→ Exercise details
State the number of lines that hold "last" in the records below, with no other words.
Data records: Begin
use std::fs::File;
use std::io::Write;
use std::path::{Path, PathBuf};

use crate::error::Result;

/// Sidecar extension for an image extension: `tif` -> `tfw`, otherwise first and
/// last letter plus `w`.
fn world_extension(image_ext: &str) -> String {
    match image_ext {
        "tif" | "tiff" => "tfw".to_string(),
        "" => "wld".to_string(),
        other => {
            let mut chars = other.chars();
            let first = chars.next().unwrap_or('w');
            let last = chars.last().unwrap_or(first);
            format!("{}{}w", first, last)
        }
    }
}

/// Write a world file next to the raster image using the provided geotransform.
/// The world file stores the transform in pixel-center convention.
pub fn write_world_file(output_image: &Path, geotransform: [f64; 6]) -> Result<PathBuf> {
    let ext = output_image
        .extension()
        .and_then(|e| e.to_str())
        .unwrap_or("")
        .to_ascii_lowercase();
    let world_path = output_image.with_extension(world_extension(&ext));

    // A/E: pixel size, D/B: rotation, C/F: center of the upper-left pixel
    let a = geotransform[1];
    let d = geotransform[4];
    let b = geotransform[2];
    let e = geotransform[5];
    let c = geotransform[0] + 0.5 * a + 0.5 * b;
    let f = geotransform[3] + 0.5 * d + 0.5 * e;

    let mut file = File::create(&world_path)?;
    for value in [a, d, b, e, c, f] {
        writeln!(file, "{:.12}", value)?;
    }

    Ok(world_path)
}

/// Write a .prj file with the provided projection (WKT or EPSG:XXXX)
pub fn write_prj_file(output_image: &Path, projection: &str) -> Result<PathBuf> {
    let prj_path = output_image.with_extension("prj");
    std::fs::write(&prj_path, projection.as_bytes())?;
    Ok(prj_path)
}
Data records: End
→ Solution to this exercise
3